(Data records)
//! CLI command implementations.
//!
//! Each command implements the [`Command`] trait, which provides a uniform
//! interface for executing commands and reporting results.
//!
//! # Architecture
//!
//! Commands are dispatched via [`CommandDispatcher`], which resolves the
//! [`Workspace`] once and then runs the requested actions against it:
//! - `--migrate` runs [`MigrateCommand`]
//! - `--install` runs [`InstallCommand`] (after the migration when both are
//!   given)

pub mod dispatcher;
pub mod install;
pub mod migrate;
pub mod workspace;

pub use dispatcher::{Command, CommandDispatcher, CommandResult};
pub use install::InstallCommand;
pub use migrate::MigrateCommand;
pub use workspace::Workspace;
//! Command dispatching.
//!
//! This module provides the core command infrastructure:
//! - [`Command`] trait for implementing commands
//! - [`CommandResult`] for uniform result reporting
//! - [`CommandDispatcher`] for routing the CLI flags to commands

use std::path::PathBuf;

use crate::cli::args::Cli;
use crate::error::Result;
use crate::ui::UserInterface;

use super::install::InstallCommand;
use super::migrate::MigrateCommand;
use super::workspace::Workspace;

/// Trait for command implementations.
pub trait Command {
    /// Execute the command.
    ///
    /// # Arguments
    ///
    /// * `ui` - User interface for displaying output
    ///
    /// # Returns
    ///
    /// A [`CommandResult`] indicating success/failure and exit code.
    fn execute(&self, ui: &mut dyn UserInterface) -> Result<CommandResult>;
}

/// Result of command execution.
#[derive(Debug)]
pub struct CommandResult {
    /// Whether the command succeeded.
    pub success: bool,

    /// Exit code to use (0 for success, non-zero for failure).
    pub exit_code: i32,
}

impl CommandResult {
    /// Create a successful result.
    pub fn success() -> Self {
        Self {
            success: true,
            exit_code: 0,
        }
    }

    /// Create a failure result.
    pub fn failure(exit_code: i32) -> Self {
        Self {
            success: false,
            exit_code,
        }
    }
}

/// Dispatches the requested actions to their commands.
pub struct CommandDispatcher {
    cwd: PathBuf,
}

impl CommandDispatcher {
    /// Create a new dispatcher resolving relative lookups against `cwd`.
    pub fn new(cwd: PathBuf) -> Self {
        Self { cwd }
    }

    /// Dispatch and execute the requested actions.
    ///
    /// With no action a usage hint is shown. A migration runs before an
    /// ad-hoc install; a failed migration stops the run.
    pub fn dispatch(&self, cli: &Cli, ui: &mut dyn UserInterface) -> Result<CommandResult> {
        if let (None, Some(repo)) = (&cli.install, &cli.git_repo) {
            tracing::debug!("Ignoring --git-repo {} without --install", repo);
        }

        if !cli.has_action() {
            ui.message("Nothing to do. Pass --migrate to migrate packages from --vold into --vnew,");
            ui.message("or --install PACKAGE [--git-repo ORG/REPO] to install a single package.");
            return Ok(CommandResult::success());
        }

        let workspace = Workspace::resolve(cli, &self.cwd)?;
        let defaults = &workspace.config().defaults;
        let new_version = cli.vnew.clone().unwrap_or_else(|| defaults.new_version.clone());
        let old_version = cli.vold.clone().unwrap_or_else(|| defaults.old_version.clone());

        if cli.migrate {
            let cmd = MigrateCommand::new(&workspace, &new_version, &old_version);
            let result = cmd.execute(ui)?;
            if !result.success {
                return Ok(result);
            }
        }

        if let Some(package) = &cli.install {
            let cmd = InstallCommand::new(&workspace, &new_version, package, cli.git_repo.clone());
            return cmd.execute(ui);
        }

        Ok(CommandResult::success())
    }
}
//! Ledger storage (`package: message` lines).

use std::fs::{self, OpenOptions};
use std::io::Write;
use std::path::{Path, PathBuf};

use anyhow::{Context, Result};

use crate::outcome::single_line;

/// File name of the ledger inside the working root.
pub const LEDGER_FILE_NAME: &str = "fail.txt";

/// Append-only record of failed packages.
#[derive(Debug, Clone)]
pub struct FailureLedger {
    path: PathBuf,
}

impl FailureLedger {
    /// Create a ledger stored at `path`.
    pub fn new(path: impl Into<PathBuf>) -> Self {
        Self { path: path.into() }
    }

    /// Ledger at the default location inside a working root.
    pub fn in_root(root: &Path) -> Self {
        Self::new(root.join(LEDGER_FILE_NAME))
    }

    /// Get the ledger path.
    pub fn path(&self) -> &Path {
        &self.path
    }

    /// Whether `package` has an entry.
    ///
    /// A line matches when its text before the first `:` is exactly
    /// `package`, so `terra: boom` and a hand-written `terra:boom` both count
    /// while `terraform: boom` does not. A missing or unreadable ledger means
    /// "not previously failed".
    pub fn had_failed(&self, package: &str) -> bool {
        let content = match fs::read_to_string(&self.path) {
            Ok(content) => content,
            Err(e) => {
                if e.kind() != std::io::ErrorKind::NotFound {
                    tracing::warn!("Could not read {}: {}", self.path.display(), e);
                }
                return false;
            }
        };

        content
            .lines()
            .any(|line| line.split_once(':').is_some_and(|(name, _)| name == package))
    }

    /// Append an entry for `package`.
    ///
    /// Line breaks in the message are flattened so each entry stays on one
    /// line.
    pub fn record(&self, package: &str, message: &str) -> Result<()> {
        if let Some(parent) = self.path.parent() {
            fs::create_dir_all(parent)
                .with_context(|| format!("Failed to create directory {:?}", parent))?;
        }

        let mut file = OpenOptions::new()
            .create(true)
            .append(true)
            .open(&self.path)
            .with_context(|| format!("Failed to open {:?}", self.path))?;

        writeln!(file, "{}: {}", package, single_line(message))?;
        Ok(())
    }
}

#[cfg(test)]
mod tests {
    use super::*;
    use tempfile::TempDir;

    #[test]
    fn missing_ledger_means_not_failed() {
        let temp = TempDir::new().unwrap();
        let ledger = FailureLedger::in_root(temp.path());

        assert!(!ledger.had_failed("terra"));
    }

    #[test]
    fn recorded_package_had_failed() {
        let temp = TempDir::new().unwrap();
        let ledger = FailureLedger::in_root(temp.path());

        ledger.record("terra", "no archive").unwrap();

        assert!(ledger.had_failed("terra"));
        assert!(!ledger.had_failed("sf"));
    }

    #[test]
    fn match_is_exact_not_prefix() {
        let temp = TempDir::new().unwrap();
        let ledger = FailureLedger::in_root(temp.path());
        ledger.record("ggplot2movies", "boom").unwrap();

        assert!(!ledger.had_failed("ggplot2"));
        assert!(!ledger.had_failed("ggplot2mov"));
    }

    #[test]
    fn match_is_case_sensitive() {
        let temp = TempDir::new().unwrap();
        let ledger = FailureLedger::in_root(temp.path());
        ledger.record("Matrix", "boom").unwrap();

        assert!(!ledger.had_failed("matrix"));
    }

    #[test]
    fn match_scans_every_line() {
        let temp = TempDir::new().unwrap();
        let ledger = FailureLedger::in_root(temp.path());
        fs::write(
            ledger.path(),
            "Seurat: error mentioning terra\nterra: real entry\nbare:\n",
        )
        .unwrap();

        assert!(ledger.had_failed("terra"));
        assert!(ledger.had_failed("Seurat"));
        assert!(ledger.had_failed("bare"));
    }

    #[test]
    fn hand_written_entry_without_space_matches() {
        let temp = TempDir::new().unwrap();
        let ledger = FailureLedger::in_root(temp.path());
        fs::write(ledger.path(), "terra:hand-written entry
").unwrap();

        assert!(ledger.had_failed("terra"));
        assert!(!ledger.had_failed("terr"));
        assert!(!ledger.had_failed("hand-written entry"));
    }

    #[test]
    fn name_ends_at_first_colon() {
        let temp = TempDir::new().unwrap();
        let ledger = FailureLedger::in_root(temp.path());
        fs::write(ledger.path(), "sf:terra: nested
no separator here
").unwrap();

        assert!(ledger.had_failed("sf"));
        assert!(!ledger.had_failed("terra"));
        assert!(!ledger.had_failed("no separator here"));
    }

    #[test]
    fn multi_line_message_stays_one_entry() {
        let temp = TempDir::new().unwrap();
        let ledger = FailureLedger::in_root(temp.path());

        ledger
            .record("sf", "Error in loadNamespace:\n  gdal not found\n")
            .unwrap();

        let content = fs::read_to_string(ledger.path()).unwrap();
        assert_eq!(content, "sf: Error in loadNamespace: gdal not found\n");
    }

    #[test]
    fn unreadable_ledger_means_not_failed() {
        let temp = TempDir::new().unwrap();
        // A directory where the file should be
        fs::create_dir_all(temp.path().join(LEDGER_FILE_NAME)).unwrap();
        let ledger = FailureLedger::in_root(temp.path());

        assert!(!ledger.had_failed("terra"));
        assert!(ledger.record("terra", "x").is_err());
    }
}
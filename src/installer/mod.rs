//! Package installation.
//!
//! - [`request`] - what to install and whether the failure ledger applies
//! - [`orchestrator`] - probe, ledger gate, then the strategy route
//! - [`migration`] - reconcile an old environment's packages into a new one

pub mod migration;
pub mod orchestrator;
pub mod request;

pub use migration::{Migration, MigrationReport, DIFF_FILE_NAME};
pub use orchestrator::{InstallOrchestrator, InstallOutcome, InstallState};
pub use request::InstallRequest;

use crate::outcome::OutcomeLog;

/// Append an outcome to the dated log as `<package>: <message>`.
///
/// The message is flattened to a single line. Short-circuit outcomes carry no message and are not logged. Write errors
/// are reported as warnings.
pub fn log_outcome(log: &OutcomeLog, package: &str, outcome: &InstallOutcome) {
    if outcome.message.is_empty() {
        return;
    }

    let line = format!("{}: {}", package, outcome.message);
    if let Err(e) = log.record(outcome.success, &line) {
        tracing::warn!("Could not write outcome for {}: {:#}", package, e);
    }
}
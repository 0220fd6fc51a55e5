//! Migrate command implementation.
//!
//! `rinstall --migrate` reconciles the old environment's packages into the
//! new one and prints a summary.

use crate::environment::RuntimeProbe;
use crate::error::Result;
use crate::installer::{InstallOrchestrator, Migration, MigrationReport};
use crate::ui::UserInterface;

use super::dispatcher::{Command, CommandResult};
use super::workspace::Workspace;

/// The migrate command implementation.
pub struct MigrateCommand<'a> {
    workspace: &'a Workspace,
    new_version: String,
    old_version: String,
}

impl<'a> MigrateCommand<'a> {
    /// Create a new migrate command.
    pub fn new(workspace: &'a Workspace, new_version: &str, old_version: &str) -> Self {
        Self {
            workspace,
            new_version: new_version.to_string(),
            old_version: old_version.to_string(),
        }
    }
}

impl Command for MigrateCommand<'_> {
    fn execute(&self, ui: &mut dyn UserInterface) -> Result<CommandResult> {
        let ws = self.workspace;
        let new = ws.environment(&self.new_version);
        let old = ws.environment(&self.old_version);

        let runtime = ws.runtime();
        let probe = RuntimeProbe::new(&runtime);
        let orchestrator = InstallOrchestrator::new(&runtime, &probe, ws.ledger(), ws.chain()?);
        let migration = Migration::new(&orchestrator, ws.root(), &ws.config().migration);

        let report = migration.run(&new, &old, ui)?;
        show_summary(ui, &report, &new.to_string(), ws);

        Ok(CommandResult::success())
    }
}

fn show_summary(ui: &mut dyn UserInterface, report: &MigrationReport, env: &str, ws: &Workspace) {
    ui.message(&format!(
        "{} packages were missing from {}",
        report.missing.len(),
        env
    ));
    ui.success(&format!(
        "Migration into {} finished: {} installed, {} already present, {} skipped, {} failed",
        env, report.installed, report.already_present, report.skipped, report.failed
    ));
    if report.failed > 0 {
        ui.warning(&format!(
            "{} packages could not be installed, see {}",
            report.failed,
            ws.ledger().path().display()
        ));
    }
}
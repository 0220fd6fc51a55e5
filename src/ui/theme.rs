//! Visual theme and styling.

use console::Style;

/// Styles for terminal output.
#[derive(Debug, Clone)]
pub struct Theme {
    /// Style for success messages (green).
    pub success: Style,
    /// Style for warning messages (orange).
    pub warning: Style,
    /// Style for error messages (red bold).
    pub error: Style,
    /// Style for dim/secondary text.
    pub dim: Style,
    /// Style for highlighted/important text (bold).
    pub highlight: Style,
    /// Style for headers (magenta bold).
    pub header: Style,
}

impl Default for Theme {
    fn default() -> Self {
        Self::new()
    }
}

impl Theme {
    /// Create the default colored theme.
    pub fn new() -> Self {
        Self {
            success: Style::new().green(),
            warning: Style::new().color256(208),
            error: Style::new().red().bold(),
            dim: Style::new().dim(),
            highlight: Style::new().bold(),
            header: Style::new().bold().magenta(),
        }
    }

    /// Create a theme without colors (for non-TTY or --no-color).
    pub fn plain() -> Self {
        Self {
            success: Style::new(),
            warning: Style::new(),
            error: Style::new(),
            dim: Style::new(),
            highlight: Style::new(),
            header: Style::new(),
        }
    }

    /// Theme matching the current terminal.
    pub fn detect() -> Self {
        if should_use_colors() {
            Self::new()
        } else {
            Self::plain()
        }
    }

    /// Format a success message (icon + text in green).
    pub fn format_success(&self, msg: &str) -> String {
        format!("{}", self.success.apply_to(format!("✓ {}", msg)))
    }

    /// Format a warning message (icon + text in orange).
    pub fn format_warning(&self, msg: &str) -> String {
        format!("{}", self.warning.apply_to(format!("⚠ {}", msg)))
    }

    /// Format an error message (icon + text in red bold).
    pub fn format_error(&self, msg: &str) -> String {
        format!("{}", self.error.apply_to(format!("✗ {}", msg)))
    }

    /// Format a skipped message (icon + text in dim).
    pub fn format_skipped(&self, msg: &str) -> String {
        format!("{}", self.dim.apply_to(format!("○ {}", msg)))
    }

    /// Format a header banner.
    pub fn format_header(&self, title: &str) -> String {
        format!(
            "{} {}",
            self.header.apply_to("◆"),
            self.highlight.apply_to(title)
        )
    }
}

/// Check if colors should be enabled.
pub fn should_use_colors() -> bool {
    // Check NO_COLOR env var (https://no-color.org/)
    if std::env::var("NO_COLOR").is_ok() {
        return false;
    }

    console::Term::stdout().is_term()
}
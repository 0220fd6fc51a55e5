//! Outcome log storage.

use std::fs::{self, OpenOptions};
use std::io::Write;
use std::path::{Path, PathBuf};

use anyhow::{Context, Result};
use chrono::{Local, NaiveDate};

/// Date format used in outcome file names.
pub const DATE_FORMAT: &str = "%Y_%m_%d";

/// Flatten a message to one line.
///
/// Each line is trimmed, blank lines are dropped and the rest are joined
/// with single spaces.
pub fn single_line(message: &str) -> String {
    message
        .lines()
        .map(str::trim)
        .filter(|l| !l.is_empty())
        .collect::<Vec<_>>()
        .join(" ")
}

/// Writer for `success_<date>.txt` / `failed_<date>.txt` files.
#[derive(Debug, Clone)]
pub struct OutcomeLog {
    dir: PathBuf,
}

impl OutcomeLog {
    /// Create a log writing into `dir`.
    pub fn new(dir: impl Into<PathBuf>) -> Self {
        Self { dir: dir.into() }
    }

    /// Directory the log files live in.
    pub fn dir(&self) -> &Path {
        &self.dir
    }

    /// File an outcome on `date` is appended to.
    pub fn path_for(&self, success: bool, date: NaiveDate) -> PathBuf {
        let kind = if success { "success" } else { "failed" };
        self.dir
            .join(format!("{}_{}.txt", kind, date.format(DATE_FORMAT)))
    }

    /// Append a line to today's success or failure file.
    pub fn record(&self, success: bool, message: &str) -> Result<PathBuf> {
        self.record_on(Local::now().date_naive(), success, message)
    }

    /// Append a line to the success or failure file of `date`.
    ///
    /// Multi-line messages are flattened so one call writes one line.
    pub fn record_on(&self, date: NaiveDate, success: bool, message: &str) -> Result<PathBuf> {
        fs::create_dir_all(&self.dir)
            .with_context(|| format!("Failed to create directory {:?}", self.dir))?;

        let path = self.path_for(success, date);
        let mut file = OpenOptions::new()
            .create(true)
            .append(true)
            .open(&path)
            .with_context(|| format!("Failed to open {:?}", path))?;

        writeln!(file, "{}", single_line(message))?;
        Ok(path)
    }
}
//! POSIX shell quoting.

/// Quote a string so a POSIX shell passes it through as a single word.
///
/// Strings made only of characters the shell never interprets are returned
/// unchanged; everything else is wrapped in single quotes with embedded
/// single quotes spliced as `'"'"'`.
pub fn quote(s: &str) -> String {
    if s.is_empty() {
        "''".to_string()
    } else if s
        .chars()
        .all(|c| c.is_ascii_alphanumeric() || "-_./:=@+,".contains(c))
    {
        s.to_string()
    } else {
        format!("'{}'", s.replace('\'', "'\"'\"'"))
    }
}

#[cfg(test)]
mod tests {
    use super::*;

    #[test]
    fn plain_words_are_unchanged() {
        assert_eq!(quote("4.5.0"), "4.5.0");
        assert_eq!(quote("R/4.5.0"), "R/4.5.0");
        assert_eq!(quote("/adminfs/builds/x_1.0.tar.gz"), "/adminfs/builds/x_1.0.tar.gz");
    }

    #[test]
    fn empty_string_is_quoted() {
        assert_eq!(quote(""), "''");
    }

    #[test]
    fn r_expression_is_single_quoted() {
        assert_eq!(
            quote(r#"install.packages("ggplot2")"#),
            r#"'install.packages("ggplot2")'"#
        );
    }

    #[test]
    fn embedded_single_quote_is_spliced() {
        assert_eq!(quote("it's"), r#"'it'"'"'s'"#);
    }

    #[test]
    fn quoted_value_survives_the_shell() {
        let value = r#"print('a b'); "$HOME""#;
        let options = crate::shell::CommandOptions::default();
        let result = crate::shell::execute(&format!("printf %s {}", quote(value)), &options).unwrap();
        assert!(result.success);
        assert_eq!(result.stdout, value);
    }
}
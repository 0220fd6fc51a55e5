//! Command-line interface for rinstall.
//!
//! This module provides the CLI argument parsing using clap's derive macros
//! and command implementations.
//!
//! # Architecture
//!
//! - [`args`] - Argument definitions using clap derive macros
//! - [`commands`] - Command implementations

pub mod args;
pub mod commands;

pub use args::Cli;
pub use commands::{Command, CommandDispatcher, CommandResult};
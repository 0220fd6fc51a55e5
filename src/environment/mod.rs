//! Versioned R environments.
//!
//! An [`Environment`] is one installed R version with its package library.
//! This module knows where environments live on disk ([`layout`]), how to run
//! code inside them ([`runtime`]), how to tell whether a package is usably
//! installed ([`probe`]), and how to snapshot and compare their package sets
//! ([`inventory`]).

pub mod inventory;
pub mod layout;
pub mod probe;
pub mod runtime;

pub use inventory::{parse_sweep_entries, snapshot, Inventory, InventoryDiff, LOCK_PREFIX};
pub use layout::{library_name, Environment};
pub use probe::{require_namespace_expr, PackageProbe, RuntimeProbe};
pub use runtime::{Runtime, ShellRuntime};
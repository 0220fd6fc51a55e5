//! Shell command execution.

pub mod command;
pub mod quote;

pub use command::{execute, CommandOptions, CommandResult};
pub use quote::quote;
//! Terminal user interface.
//!
//! This module provides:
//! - [`UserInterface`] trait for UI abstraction
//! - [`TerminalUI`] for terminal usage (spinners only on a TTY)
//! - [`MockUI`] for capturing output in tests
//!
//! # Example
//!
//! ```
//! use rinstall::ui::{MockUI, UserInterface};
//!
//! let mut ui = MockUI::new();
//! ui.message("Starting migration");
//! ui.success("Done!");
//!
//! assert!(ui.has_message("Starting migration"));
//! assert!(ui.has_success("Done!"));
//! ```

pub mod mock;
pub mod output;
pub mod spinner;
pub mod terminal;
pub mod theme;

pub use mock::{MockSpinner, MockUI, SpinnerStatus};
pub use output::OutputMode;
pub use spinner::ProgressSpinner;
pub use terminal::{create_ui, TerminalUI};
pub use theme::{should_use_colors, Theme};

/// Trait for user interface interactions.
///
/// This trait allows mocking the UI in tests.
pub trait UserInterface {
    /// Get the current output mode.
    fn output_mode(&self) -> OutputMode;

    /// Display a message to the user.
    fn message(&mut self, msg: &str);

    /// Display a success message.
    fn success(&mut self, msg: &str);

    /// Display a warning message.
    fn warning(&mut self, msg: &str);

    /// Display an error message.
    fn error(&mut self, msg: &str);

    /// Start a spinner for an operation.
    fn start_spinner(&mut self, message: &str) -> Box<dyn SpinnerHandle>;

    /// Show a header/banner.
    fn show_header(&mut self, title: &str);
}

/// Handle for controlling a spinner.
pub trait SpinnerHandle {
    /// Mark the operation as successful.
    fn finish_success(&mut self, msg: &str);

    /// Mark the operation as failed.
    fn finish_error(&mut self, msg: &str);

    /// Mark as skipped.
    fn finish_skipped(&mut self, msg: &str);
}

■ **Task to complete**: A complete answer gives every line of the data that includes "Local".

■ **Answer to the exercise**:
use chrono::{Local, NaiveDate};
        self.record_on(Local::now().date_naive(), success, message)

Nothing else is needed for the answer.